By Andrew Zajac and Jim Snyder - Dec 12, 2011 12:36 AM GMT+0700
Senate Minority Leader Mitch McConnell said Congress will reach an agreement that extends the payroll tax cut even as he defended provisions in the House proposal opposed by the Obama administration.
“I believe we should extend the payroll tax holiday another year,” McConnell, a Kentucky Republican, said today on “Fox News Sunday.”
Senator Lindsey Graham, a South Carolina Republican, also predicted that the payroll tax measure will pass.
“It won’t get expanded, it’ll get extended,” Graham said in an appearance on NBC’s “Meet the Press.”
If allowed to expire on Dec. 31, the payroll tax would revert to 6.2 percent on the first $110,100 in wages for 2012, up from 4.2 percent this year.
Extending the tax cut is “is the highest priority of the president and of the Democrats in Congress,” Illinois Democratic Senator Richard Durbin said on “Meet the Press.”
If the tax cut is allowed to expire, “it’s a new tax, an added tax for average working people,” said Durbin, the Senate’s second-ranking Democrat.
The issue of payroll taxes divided the six contenders at the Republican debate in Iowa on last night.
Former Massachusetts Governor Mitt Romney, former Speaker of the House Newt Gingrich and Texas Representative Ron Paul support its extension.

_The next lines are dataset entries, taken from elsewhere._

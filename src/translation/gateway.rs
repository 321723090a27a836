//! The translation capability consumed by a peer session.
//!
//! A [`TranslationGateway`] resolves a `(source, target)` language pair into
//! a [`Translate`] implementation bound to that direction, or reports the
//! pair as unsupported. Sessions receive the gateway by injection, so tests
//! can substitute a stub for the real endpoint.

use std::fmt;
use std::future::Future;
use std::str::FromStr;

use anyhow::{Result, bail};
use thiserror::Error;

/// Returned by [`TranslationGateway::resolve`] for pairs it cannot translate.
#[derive(Debug, Clone, PartialEq, Eq, Error)]
#[error("unsupported language pair: {source_language} -> {target_language}")]
pub struct UnsupportedPair {
    pub source_language: String,
    pub target_language: String,
}

impl UnsupportedPair {
    pub fn new(source: impl Into<String>, target: impl Into<String>) -> Self {
        Self {
            source_language: source.into(),
            target_language: target.into(),
        }
    }
}

/// A translate function bound to one language direction.
pub trait Translate: Send + Sync + 'static {
    /// Translates `text`. May take a long time; may fail.
    fn translate(&self, text: &str) -> impl Future<Output = Result<String>> + Send;
}

/// Synchronous closures work as translators, mainly for stubs.
impl<F> Translate for F
where
    F: Fn(&str) -> Result<String> + Send + Sync + 'static,
{
    fn translate(&self, text: &str) -> impl Future<Output = Result<String>> + Send {
        std::future::ready(self(text))
    }
}

/// Resolves translate functions for language pairs.
pub trait TranslationGateway: Send + Sync + 'static {
    type Translator: Translate;

    fn resolve(&self, source: &str, target: &str) -> Result<Self::Translator, UnsupportedPair>;
}

/// A directed language pair such as `en-ka`.
#[derive(Debug, Clone, PartialEq, Eq, Hash)]
pub struct LanguagePair {
    pub source: String,
    pub target: String,
}

impl LanguagePair {
    pub fn new(source: impl Into<String>, target: impl Into<String>) -> Self {
        Self {
            source: source.into(),
            target: target.into(),
        }
    }

    pub fn matches(&self, source: &str, target: &str) -> bool {
        self.source == source && self.target == target
    }
}

impl fmt::Display for LanguagePair {
    fn fmt(&self, f: &mut fmt::Formatter<'_>) -> fmt::Result {
        write!(f, "{}-{}", self.source, self.target)
    }
}

impl FromStr for LanguagePair {
    type Err = anyhow::Error;

    fn from_str(s: &str) -> Result<Self> {
        let Some((source, target)) = s.split_once('-') else {
            bail!("Invalid language pair: '{s}' (expected '<from>-<to>', e.g. en-ka)");
        };
        if source.is_empty() || target.is_empty() {
            bail!("Invalid language pair: '{s}' (expected '<from>-<to>', e.g. en-ka)");
        }
        if source == target {
            bail!("Invalid language pair: '{s}' (source and target must differ)");
        }
        Ok(Self::new(source, target))
    }
}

Texas Governor Rick Perry, former Pennsylvania Senator Rick Santorum and Minnesota Representative Michelle Bachmann are opposed.
Pipeline Project
The House bill containing the payroll tax cut would also expedite a decision by the administration on TransCanada Corp.’s proposed Keystone XL pipeline, which would connect Canada’s oil sands to refineries on the Gulf Coast. Environmental groups are opposing the project.
The State Department, which has jurisdiction because the pipeline crosses an international border, has said it will rule on plan in 2013 to allow time to study a new route that avoids the environmentally sensitive Sandhills region in Nebraska.
President Barack Obama has said he’ll reject legislation to extend the payroll tax if the pipeline language is attached.
“We’d like to create some jobs and so we have the Keystone pipeline in there,” McConnell said. “It’s a shovel-ready project.”
While he Labor Department last week said the unemployment rate fell to 8.6 percent in November, the lowest since March 2009, Obama administration officials such as Alan Kreuger, chairman of the White House Council of Economic Advisers, said the global economy remains “in a fragile state.”
The legislation would also require the Environmental Protection Agency to delay new pollution rules for industrial boilers. That proposal will save jobs, McConnell said.
Obama advisers have said they would recommend the president veto a delay on the boiler rule.